Bu prensip, her ürünün ve her markanın pazarda farklı şekilde konumlandığını kabul eder ve şu sorunun etrafında şekillenir: 80/20 Prensibi Nedir? Derinlemesine Tanım
“Müşteriyi satın almaya götüren ana sebep nedir?”
Bazı durumlarda ürünün kendisi müşteriyi ikna eder, bazen de markanın güveni ve prestiji satışın ana motoru olur. İşte 80/20 Prensibi tam olarak bu güç dağılımını ölçer.

80/20 Prensibi Nedir? Derinlemesine Tanım
Bir satışın gerçekleşmesini sağlayan tüm unsurları %100 olarak kabul ettiğimizde, bu toplam etki iki ana unsurdan oluşur:
Ürün
Marka
Ancak bu iki unsur her zaman eşit oranda etkili değildir. Bir pazarlama stratejisi oluşturulurken mutlaka şu denge kurulmalıdır:
%80 – %20 Ağırlıklandırma
Bu şu anlama gelir:
Bir markanın satışları %80 oranında ürününe, %20 oranında markasına dayanabilir.
Ya da tam tersi %80 markasına, %20 ürününe dayanabilir.
Bu dengenin hangi yönde olacağı, markanın mevcut gücüne, pazarın beklentilerine, müşteri davranışlarına ve ürünün özelliklerine göre belirlenir.

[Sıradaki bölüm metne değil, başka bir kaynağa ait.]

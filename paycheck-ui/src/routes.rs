//! HTTP route handlers for the monitor API.

use axum::Router;
use axum::extract::State;
use axum::http::StatusCode;
use axum::response::Json;
use axum::routing::get;
use paycheck::core::pipeline::PipelineSnapshot;
use paycheck::core::types::CheckResult;
use paycheck::io::config::load_config;
use paycheck::simulator::{Simulation, SimulationOutcome};
use tracing::{debug, info, warn};

use crate::state::AppState;

/// Build the API router.
pub fn api_router() -> Router<AppState> {
    Router::new()
        .route("/health", get(health))
        .route(
            "/check",
            get(get_check).post(start_check).delete(cancel_check),
        )
}

async fn health() -> &'static str {
    "ok"
}

/// POST /api/check - start a simulation from the project config, replacing
/// any running one.
async fn start_check(State(state): State<AppState>) -> Result<Json<PipelineSnapshot>, StatusCode> {
    let paths = state.paths();
    let config = load_config(&paths.config_path).map_err(|err| {
        warn!(error = %format!("{:#}", err), "cannot load config");
        StatusCode::UNPROCESSABLE_ENTITY
    })?;
    let pipeline = config.build_pipeline().map_err(|err| {
        warn!(error = %err, "cannot build pipeline");
        StatusCode::UNPROCESSABLE_ENTITY
    })?;

    let (simulation, outcome) = Simulation::spawn_with_events(
        pipeline,
        config.timing(),
        CheckResult::simulated(),
        state.event_tx.as_ref().clone(),
    )
    .map_err(|err| {
        warn!(error = %err, "cannot start simulation");
        StatusCode::UNPROCESSABLE_ENTITY
    })?;
    let snapshot = simulation.snapshot();

    tokio::spawn(async move {
        match outcome.await {
            Ok(SimulationOutcome::Completed(result)) => {
                info!(status = result.status.as_str(), "check completed");
            }
            Ok(SimulationOutcome::Failed(failure)) => {
                info!(stage = %failure.stage, "check failed");
            }
            Err(_) => debug!("check ended without an outcome"),
        }
    });

    let previous = state.current().replace(simulation);
    if previous.is_some() {
        info!("replaced running check");
    }
    Ok(Json(snapshot))
}

/// GET /api/check - snapshot of the current simulation.
async fn get_check(State(state): State<AppState>) -> Result<Json<PipelineSnapshot>, StatusCode> {
    state
        .current()
        .as_ref()
        .map(|simulation| Json(simulation.snapshot()))
        .ok_or(StatusCode::NOT_FOUND)
}

/// DELETE /api/check - cancel and forget the current simulation.
async fn cancel_check(State(state): State<AppState>) -> StatusCode {
    match state.current().take() {
        Some(simulation) => {
            simulation.cancel();
            StatusCode::NO_CONTENT
        }
        None => StatusCode::NOT_FOUND,
    }
}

Bu prensip, bir markanın nasıl konumlanması gerektiğini, hangi mesajlarla pazara çıkması gerektiğini ve hangi unsura yatırım yapması gerektiğini net bir şekilde ortaya koyar.

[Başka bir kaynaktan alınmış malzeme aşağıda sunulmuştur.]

//! Orchestration for one intake session.
//!
//! The [`StepView`] trait decouples wizard navigation from presentation: the
//! session asks the view what to do on each step, and runs the check
//! simulation itself while the check step is showing. Tests use scripted
//! views that return predetermined actions.

use anyhow::{Result, anyhow};
use tokio::sync::broadcast::error::RecvError;
use tokio::sync::oneshot;
use tracing::{debug, info, warn};

use crate::core::pipeline::{PipelineSnapshot, StageFailure};
use crate::core::types::CheckResult;
use crate::core::wizard::{WizardController, WizardStep};
use crate::core::wizard_data::{WizardData, WizardPatch};
use crate::io::config::CheckConfig;
use crate::simulator::{Simulation, SimulationOutcome};

/// What the user chose on a step.
#[derive(Debug, Clone, PartialEq)]
pub enum StepAction {
    /// Submit the step's data (if any) and move forward.
    Next(Option<WizardPatch>),
    Back,
    /// Revisit an earlier step via its indicator.
    JumpTo(WizardStep),
    /// Leave the wizard.
    Close,
}

/// Reply to a progress update while the check runs.
#[derive(Debug, Clone, PartialEq, Eq)]
pub enum CheckControl {
    Continue,
    /// Stop the check and leave the wizard.
    Cancel,
    /// Report the running stage as failed with the given reason.
    FailStage(String),
}

/// Abstraction over step presentation.
pub trait StepView {
    /// Show `step` with the current form data and return the user's choice.
    ///
    /// Never called for [`WizardStep::RunCheck`]; that step is driven by the
    /// simulation and reported through [`StepView::on_progress`].
    fn render(&mut self, step: WizardStep, data: &WizardData) -> Result<StepAction>;

    /// Observe the pipeline after each simulation event.
    fn on_progress(&mut self, _snapshot: &PipelineSnapshot) -> CheckControl {
        CheckControl::Continue
    }
}

/// How a session ended. Every variant carries the final form data.
#[derive(Debug, Clone, PartialEq)]
pub enum SessionEnd {
    /// Closed from the results step.
    Finished(WizardData),
    /// Closed (or the check cancelled) before reaching the results step.
    Cancelled { step: WizardStep, data: WizardData },
    /// A pipeline stage failed; the wizard stayed on the check step.
    CheckFailed {
        failure: StageFailure,
        data: WizardData,
    },
}

impl SessionEnd {
    pub fn data(&self) -> &WizardData {
        match self {
            SessionEnd::Finished(data)
            | SessionEnd::Cancelled { data, .. }
            | SessionEnd::CheckFailed { data, .. } => data,
        }
    }

    pub fn into_data(self) -> WizardData {
        match self {
            SessionEnd::Finished(data)
            | SessionEnd::Cancelled { data, .. }
            | SessionEnd::CheckFailed { data, .. } => data,
        }
    }
}

enum CheckEnd {
    Completed(CheckResult),
    Failed(StageFailure),
    Cancelled,
}

/// One pass through the wizard, from the seed to a [`SessionEnd`].
pub struct IntakeSession {
    controller: WizardController,
    config: CheckConfig,
    result: CheckResult,
}

impl IntakeSession {
    pub fn new(seed: WizardData, config: CheckConfig) -> Self {
        Self {
            controller: WizardController::new(seed),
            config,
            result: CheckResult::simulated(),
        }
    }

    /// Replace the result delivered when the check completes.
    pub fn with_result(mut self, result: CheckResult) -> Self {
        self.result = result;
        self
    }

    /// Drive the wizard until the view closes it or the check fails.
    ///
    /// The check simulation lives only while the check step is showing; it is
    /// torn down on every exit from that step, including errors.
    pub async fn run<V: StepView>(mut self, view: &mut V) -> Result<SessionEnd> {
        loop {
            let step = self.controller.current_step();
            debug!(header = %self.controller.header(), "showing step");

            if step == WizardStep::RunCheck {
                match self.run_check(view).await? {
                    CheckEnd::Completed(result) => {
                        self.controller.apply_check_result(result);
                    }
                    CheckEnd::Failed(failure) => {
                        return Ok(SessionEnd::CheckFailed {
                            failure,
                            data: self.controller.into_data(),
                        });
                    }
                    CheckEnd::Cancelled => {
                        return Ok(SessionEnd::Cancelled {
                            step,
                            data: self.controller.into_data(),
                        });
                    }
                }
                continue;
            }

            match view.render(step, self.controller.data())? {
                StepAction::Next(patch) if step.is_terminal() => {
                    self.controller.advance(patch);
                    return Ok(SessionEnd::Finished(self.controller.into_data()));
                }
                StepAction::Next(patch) => {
                    self.controller.advance(patch);
                }
                StepAction::Back => {
                    self.controller.retreat();
                }
                StepAction::JumpTo(target) => {
                    if !self.controller.jump_to(target) {
                        debug!(from = ?step, to = ?target, "ignoring jump to a step not yet completed");
                    }
                }
                StepAction::Close if step.is_terminal() => {
                    return Ok(SessionEnd::Finished(self.controller.into_data()));
                }
                StepAction::Close => {
                    info!(step = ?step, "wizard closed early");
                    return Ok(SessionEnd::Cancelled {
                        step,
                        data: self.controller.into_data(),
                    });
                }
            }
        }
    }

    async fn run_check<V: StepView>(&self, view: &mut V) -> Result<CheckEnd> {
        self.config.validate()?;
        let pipeline = self.config.build_pipeline()?;
        let (simulation, mut outcome) =
            Simulation::spawn(pipeline, self.config.timing(), self.result.clone())
                .map_err(|err| anyhow!(err))?;
        let mut events = simulation.subscribe();

        if let Some(end) = apply_control(&simulation, view.on_progress(&simulation.snapshot())) {
            return Ok(end);
        }

        loop {
            tokio::select! {
                biased;
                delivered = &mut outcome => return check_end(delivered),
                event = events.recv() => {
                    match event {
                        Ok(_) => {}
                        Err(RecvError::Lagged(skipped)) => {
                            warn!(skipped, "progress observer lagged behind");
                        }
                        Err(RecvError::Closed) => return check_end((&mut outcome).await),
                    }
                    let control = view.on_progress(&simulation.snapshot());
                    if let Some(end) = apply_control(&simulation, control) {
                        return Ok(end);
                    }
                }
            }
        }
    }
}

fn apply_control(simulation: &Simulation, control: CheckControl) -> Option<CheckEnd> {
    match control {
        CheckControl::Continue => None,
        CheckControl::Cancel => {
            simulation.cancel();
            Some(CheckEnd::Cancelled)
        }
        CheckControl::FailStage(reason) => match simulation.fail_running(&reason) {
            Ok(failure) => Some(CheckEnd::Failed(failure)),
            Err(err) => {
                warn!(error = %err, "cannot fail stage");
                None
            }
        },
    }
}

fn check_end(delivered: Result<SimulationOutcome, oneshot::error::RecvError>) -> Result<CheckEnd> {
    match delivered {
        Ok(SimulationOutcome::Completed(result)) => Ok(CheckEnd::Completed(result)),
        Ok(SimulationOutcome::Failed(failure)) => Ok(CheckEnd::Failed(failure)),
        Err(_) => Err(anyhow!("check simulation ended without an outcome")),
    }
}

#[cfg(test)]
mod tests {
    use super::*;
    use crate::core::types::StageStatus;
    use crate::test_support::ScriptedView;
    use std::time::Duration;
    use tokio::time::Instant;

    fn forward() -> StepAction {
        StepAction::Next(None)
    }

    #[tokio::test(start_paused = true)]
    async fn full_session_reaches_results_with_check_result() {
        let start = Instant::now();
        let mut view = ScriptedView::new(vec![forward(), forward(), forward(), StepAction::Close]);
        let session = IntakeSession::new(WizardData::demo_seed(), CheckConfig::default());

        let end = session.run(&mut view).await.expect("run");

        assert_eq!(
            view.rendered,
            vec![
                WizardStep::MetaDetails,
                WizardStep::UploadDocuments,
                WizardStep::ReviewExtracted,
                WizardStep::Results,
            ]
        );
        let elapsed = start.elapsed().as_millis();
        assert!((51_400..=51_402).contains(&elapsed), "elapsed {elapsed}ms");
        match end {
            SessionEnd::Finished(data) => {
                assert_eq!(data.results, Some(CheckResult::simulated()));
            }
            other => panic!("unexpected end: {other:?}"),
        }
    }

    #[tokio::test(start_paused = true)]
    async fn progress_observer_sees_single_running_stage() {
        let mut view = ScriptedView::new(vec![forward(), forward(), forward(), forward()]);
        let session = IntakeSession::new(WizardData::demo_seed(), CheckConfig::default());

        session.run(&mut view).await.expect("run");

        assert!(!view.snapshots.is_empty());
        for snapshot in &view.snapshots {
            let running = snapshot
                .stages
                .iter()
                .filter(|stage| stage.status() == StageStatus::Running)
                .count();
            assert!(running <= 1);
        }
        let last = view.snapshots.last().expect("snapshot");
        assert!(last.complete);
        assert_eq!(last.overall_progress, 100);
    }

    #[tokio::test(start_paused = true)]
    async fn cancel_during_check_leaves_wizard_on_check_step() {
        let mut view = ScriptedView::new(vec![forward(), forward(), forward()])
            .with_control(|snapshot| {
                if snapshot.overall_progress >= 20 {
                    CheckControl::Cancel
                } else {
                    CheckControl::Continue
                }
            });
        let session = IntakeSession::new(WizardData::demo_seed(), CheckConfig::default());

        let end = session.run(&mut view).await.expect("run");

        match end {
            SessionEnd::Cancelled { step, data } => {
                assert_eq!(step, WizardStep::RunCheck);
                assert!(data.results.is_none());
            }
            other => panic!("unexpected end: {other:?}"),
        }
    }

    #[tokio::test(start_paused = true)]
    async fn stage_failure_ends_session_without_results() {
        let mut view = ScriptedView::new(vec![forward(), forward(), forward()])
            .with_control(|snapshot| match snapshot.running {
                Some(3) => CheckControl::FailStage("payslip unreadable".to_string()),
                _ => CheckControl::Continue,
            });
        let session = IntakeSession::new(WizardData::demo_seed(), CheckConfig::default());

        let end = session.run(&mut view).await.expect("run");

        match end {
            SessionEnd::CheckFailed { failure, data } => {
                assert_eq!(failure.index, 3);
                assert_eq!(failure.stage, "Payslip Agent");
                assert_eq!(failure.reason, "payslip unreadable");
                assert!(data.results.is_none());
            }
            other => panic!("unexpected end: {other:?}"),
        }
    }

    #[tokio::test(start_paused = true)]
    async fn back_and_jump_navigation_before_check() {
        let mut view = ScriptedView::new(vec![
            StepAction::Next(Some(WizardPatch {
                role_title: Some("Cook".to_string()),
                ..WizardPatch::default()
            })),
            forward(),
            StepAction::JumpTo(WizardStep::Results),
            StepAction::Back,
            forward(),
            StepAction::JumpTo(WizardStep::MetaDetails),
            StepAction::Close,
        ]);
        let session = IntakeSession::new(WizardData::demo_seed(), CheckConfig::default());

        let end = session.run(&mut view).await.expect("run");

        assert_eq!(
            view.rendered,
            vec![
                WizardStep::MetaDetails,
                WizardStep::UploadDocuments,
                WizardStep::ReviewExtracted,
                WizardStep::ReviewExtracted,
                WizardStep::UploadDocuments,
                WizardStep::ReviewExtracted,
                WizardStep::MetaDetails,
            ]
        );
        match end {
            SessionEnd::Cancelled { step, data } => {
                assert_eq!(step, WizardStep::MetaDetails);
                assert_eq!(data.role_title, "Cook");
            }
            other => panic!("unexpected end: {other:?}"),
        }
    }

    #[tokio::test(start_paused = true)]
    async fn invalid_config_is_an_error() {
        let mut view = ScriptedView::new(vec![forward(), forward(), forward()]);
        let config = CheckConfig {
            stages: Vec::new(),
            ..CheckConfig::default()
        };
        let session = IntakeSession::new(WizardData::demo_seed(), config);

        let err = session.run(&mut view).await.unwrap_err();
        assert!(err.to_string().contains("at least one stage"));
    }

    /// Zero timer periods fail the session instead of stalling it.
    #[tokio::test(start_paused = true)]
    async fn zero_tick_interval_is_an_error() {
        let mut view = ScriptedView::new(vec![forward(), forward(), forward()]);
        let config = CheckConfig {
            tick_interval_ms: 0,
            ..CheckConfig::default()
        };
        let session = IntakeSession::new(WizardData::demo_seed(), config);

        let err = tokio::time::timeout(Duration::from_secs(3_600), session.run(&mut view))
            .await
            .expect("session returns")
            .unwrap_err();
        assert!(err.to_string().contains("tick_interval_ms"));
        assert!(view.snapshots.is_empty());
    }
}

**Marka Ağırlıklı Strateji: %80 Marka – %20 Ürün
Apple Örneği ile Açıklama**
Apple’ın bir süpürge ürettiğini hayal edelim.

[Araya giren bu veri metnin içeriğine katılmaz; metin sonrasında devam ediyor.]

//! Shared application state for the monitor server.

use std::path::PathBuf;
use std::sync::{Arc, Mutex, MutexGuard, PoisonError};

use paycheck::io::init::PaycheckPaths;
use paycheck::simulator::{PipelineEvent, Simulation};
use tokio::sync::broadcast;

/// Shared state accessible from all request handlers.
#[derive(Clone)]
pub struct AppState {
    /// Root directory of the project (contains .paycheck/).
    pub project_dir: PathBuf,
    /// Broadcast sender for pipeline events; shared by every simulation.
    pub event_tx: Arc<broadcast::Sender<PipelineEvent>>,
    /// The current simulation. Replacing or clearing it cancels the old one.
    current: Arc<Mutex<Option<Simulation>>>,
}

impl AppState {
    pub fn new(project_dir: PathBuf) -> Self {
        let (event_tx, _) = broadcast::channel(256);
        Self {
            project_dir,
            event_tx: Arc::new(event_tx),
            current: Arc::new(Mutex::new(None)),
        }
    }

    pub fn paths(&self) -> PaycheckPaths {
        PaycheckPaths::new(&self.project_dir)
    }

    pub fn current(&self) -> MutexGuard<'_, Option<Simulation>> {
        self.current.lock().unwrap_or_else(PoisonError::into_inner)
    }
}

Bu süpürgenin satın alınmasında müşterinin karar vermesini sağlayan asıl neden nedir?
Süpürgenin süper özelliklere sahip olması mı?
Yoksa Apple markasının verdiği güven, prestij ve alışkanlık mı?
Gerçek şudur:
Birçok tüketici için ürünün ne olduğundan çok, arkasında hangi markanın olduğu önemlidir.
Bu durumda Apple’ın stratejisi şu şekilde olur:
%80 Marka
%20 Ürün
Neden?
Çünkü marka algısı, ürünün teknik detaylarından çok daha güçlüdür.
Apple, pazara yeni bir ürün sunduğunda tüketici “Apple yaptıysa iyidir” diye düşünür.
Marka güveni, satın alma kararını otomatik olarak kolaylaştırır.
İşte bu yüzden güçlü markalar için 80/20 dengesi, markadan yana kurulur.
80/20 Prensibi: Satışın Gizli Motoru ve Strateji Oluşturmanın En Etkili Yolu
**Ürün Ağırlıklı Strateji: %80 Ürün – %20 Marka
Kiwi’nin Türkiye Pazarı Örneği**
Türkiye’de uzun süredir yaygın olarak satılan Kiwi markasını düşünelim.
Kiwi ürünleri tercih edilirken tüketici neye bakar?
Uygun fiyat
İş görmesi
Temel beklentileri karşılaması
Kolay bulunabilir olması
Bu durumda müşteri karar mekanizması şu şekildedir:
“Fiyatı iyi, iş görecek, alabilirim.”
Marka prestiji büyük bir etken değildir. Bu nedenle Kiwi’nin Türkiye’deki pazarlama stratejisi şöyle olur:
%80 Ürün
%20 Marka
Çünkü müşteri ürünü, fiyat-performans dengesi üzerinden değerlendirir.Bu tip markalar için başarıyı belirleyen şey şudur:
Uygun fiyat + kabul edilebilir kalite = Satış
Dolayısıyla ürün bu senaryoda %80’lik ana etki alanıdır.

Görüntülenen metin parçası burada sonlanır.